I finally got my meeting with the surgeon! This week...Should be fun. I was really hoping this week I'd already be in surgery, not just meeting the surgeon. But in all in due time, I'm sure that the surgery will be happening soon enough. Between work and family, I've spent much of last week and going to be this week, in the hospital. Not exactly ideal timing for continuously seeing family in the hospital, but I suppose that's life. Sometimes, disease just tends to take over and all anyone can do is hope and pray that there will be light at the end of the tunnel. It's just so hard to watch loved ones be in the hospital and be helpless to do anything. Out of the majority of my family, I can be in a hospital with ease because it's second nature to me. One day though, I'm probably going to be like everyone else, and hate the hospital. I have a feeling that day will be coming soon when I'm in the hospital for X amount of days in recovery.
While the Pocono's weekend was interesting, I admit it was nice to see some of the beautiful outdoors that I'm not too acquainted with. I hope in the near future, after my surgery, I will be enjoying the outdoors a ton more. I would love to plan a trip to hike around the Appalachian Mountains with some friends. I think it would be wonderful to just intake the world around me and appreciate surviving open heart surgery. Just being abroad in the past, it makes a person open up to seeing new things and experiencing life in a whole new way. You never have the same outlook on life because you're able to see the past in the culture you have visited. Funny enough, I just googled myself the other day and I found a picture from my study abroad program in Italy. Who knew! I'm famous somewhere!
I'd even consider doing a cruise after. I think with all the weight I've been losing between the past few months and when the upcoming months of not being able to taste food, I'm going to be in bikini shape no problem. I'm actually trying to create a bucket list before I have surgery because as much I think I'll trust the doctors (I'll know for sure later this week), I still think I'd rather not chance anything and do as much as possible before my surgery. Making a list is harder than I thought though, because I have been fortunate enough to have already done a lot of traveling already. I suppose one could say, I've experienced more of life then many people do in a lifetime. I'm grateful for that much at least.
In a few hours, I turn 23. Did I ever think that I would be at this place in my life by this age? No. Not at all. Life doesn't ever seem to work the way we think it will and I've kind given up on making plans and just started going with the flow. The scar I will soon have, will represent a lot more than just surgery. It will most likely represent some of the hardest times in my life. For turning 23.. shortly, I'm pretty sure that if I'm not the strongest person that my family or friends have met, I don't quite know who is. I'm a firm believer in God and I know, he wouldn't give me anything I could not handle, but sometimes I look up and wonder, Really God? Anything else you'd like to challenge me with? If you couldn't tell, I'm currently feeling the strain of life and all that it throws at me.
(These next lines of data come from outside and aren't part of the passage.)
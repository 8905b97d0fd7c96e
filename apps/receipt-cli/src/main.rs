//! # receipt: Sales Tax Receipt CLI
//!
//! ## Commands
//! ```text
//! ┌─────────────────────────────────────────────────────────────────────────┐
//! │                                                                         │
//! │  receipt add -k input1 1 12.49 book     price + append, open if absent │
//! │  receipt show input1                    print without closing          │
//! │  receipt checkout input1                print and remove               │
//! │  receipt list                           open keys                      │
//! │  receipt clear                          drop every open receipt        │
//! │  receipt demo                           the three sample baskets       │
//! │                                                                         │
//! │  Receipts go to stdout, logs go to stderr.                              │
//! └─────────────────────────────────────────────────────────────────────────┘
//! ```

mod config;
mod demo;
mod printer;

use std::path::Path;
use std::sync::Arc;

use anyhow::{bail, Context};
use clap::Parser;
use tracing::info;
use tracing_subscriber::EnvFilter;
use uuid::Uuid;

use receipt_core::LineItem;
use receipt_db::{Database, DbConfig, InMemoryStore, ReceiptBook, ReceiptStore};

use crate::config::{Cli, Command, StoreKind};

#[tokio::main]
async fn main() -> anyhow::Result<()> {
    init_tracing();

    let cli = Cli::parse();

    // The demo never touches persistent receipts.
    let kind = match cli.command {
        Command::Demo => StoreKind::Memory,
        _ => cli.store,
    };

    let (store, db) = open_store(kind, &cli.db).await?;
    let book = ReceiptBook::new(store);

    let result = run(&book, cli.command).await;

    if let Some(db) = db {
        db.close().await;
    }
    result
}

async fn run(book: &ReceiptBook, command: Command) -> anyhow::Result<()> {
    match command {
        Command::Add {
            key,
            quantity,
            price,
            name,
        } => {
            let key = key.unwrap_or_else(|| Uuid::new_v4().simple().to_string());
            let item = LineItem::parse(quantity, name.join(" "), &price)?;
            let receipt = book.save_item(&key, &item).await?;
            let line = receipt
                .items()
                .last()
                .context("receipt has no items after save")?;
            println!("{key}: {} {}: {}", line.quantity, line.name, line.price);
        }
        Command::Show { key } => match book.peek(&key).await? {
            Some(receipt) => println!("{}", printer::render(&receipt, None)),
            None => bail!("no open receipt for {key:?}"),
        },
        Command::Checkout { key } => match book.checkout(&key).await? {
            Some(receipt) => println!("{}", printer::render(&receipt, None)),
            None => bail!("no open receipt for {key:?}"),
        },
        Command::List => {
            for key in book.open_keys().await? {
                println!("{key}");
            }
        }
        Command::Clear => {
            let removed = book.clear().await?;
            println!("removed {removed} receipt(s)");
        }
        Command::Demo => {
            let rendered: Vec<String> = demo::run(book)
                .await?
                .iter()
                .enumerate()
                .map(|(i, r)| printer::render(r, Some(&format!("Output {}", i + 1))))
                .collect();
            println!("{}", rendered.join("\n\n"));
        }
    }
    Ok(())
}

async fn open_store(
    kind: StoreKind,
    path: &Path,
) -> anyhow::Result<(Arc<dyn ReceiptStore>, Option<Database>)> {
    match kind {
        StoreKind::Memory => {
            info!("Using in-memory receipt store");
            let store: Arc<dyn ReceiptStore> = Arc::new(InMemoryStore::new());
            Ok((store, None))
        }
        StoreKind::Sqlite => {
            let db = Database::new(DbConfig::new(path))
                .await
                .with_context(|| format!("opening {}", path.display()))?;
            if !db.health_check().await {
                bail!("receipt database {} is not answering queries", path.display());
            }
            let store: Arc<dyn ReceiptStore> = Arc::new(db.receipts());
            Ok((store, Some(db)))
        }
    }
}

fn init_tracing() {
    let filter = EnvFilter::try_from_default_env()
        .unwrap_or_else(|_| EnvFilter::new("warn,receipt_db=info,receipt_cli=info"));

    tracing_subscriber::fmt()
        .with_env_filter(filter)
        .with_writer(std::io::stderr)
        .init();
}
I'm pretty sure that even my friend with Crohn's disease has even said "Well life really sucks, but then I think of Jess, and it doesn't seem that bad."
I learned the other day that even if I could afford life insurance, the minute that my doctors realized I needed heart surgery, I became too much of a liability for many insurance companies to take on. I could still get it but, not as many would be willing to take me. It got me thinking, what is my life really worth? What is the impression I would leave behind? Both to those who knew me well or to those who just met me as an acquaintance? I suppose my research of open heart surgery makes me ponder these questions even more. The fact that they stop my heart.. which as hard as it is to believe, I really didn't think too much about until I read it in print, makes me question my chances. I do believe that it will be okay.. but I still wonder in the upcoming months what will happen. With a family member being sick and me having to worry about getting this surgery done asap, I really just hope nothing more goes wrong in the next few months, for either of us.
It's funny how people after all these years of knowing you, still manage to surprise you. The first cardiac cath I had done, I listened to this song on the way to the hospital and though it's Disney, it hit home of being in between a child and having to act like an adult. I have my moments of lack of maturity, everyone does, but I'm pretty damn well sure that for being 23, I act as though I'm 30 at some points. I actually wish I'd act more like my age because I'd most likely have more fun. Sometimes though, life just gives us a reason to grow up before we're even ready.
I'm gaining more and more questions to ask the surgeon later this week and while it's exciting, I'm nervous because soon the process will really get going and I will soon be under the knife.
I jokingly say to my family, I'll ask the surgeon "What's my life expectancy?"
They always say "After the surgery?"
And I say, "No, during!"
They always give me a shocked look but, in all truthfulness, it is a question I'd like to know. I'm not just having a small thing done, it's multiple things. I really hope everything is standard procedure for these guys.
I'll know more later this week.
Quote for this week and perhaps my birthday.. "There are far better things ahead then any we leave behind" CS Lewis
Hoping 23 is the end to a year and a half of bad things.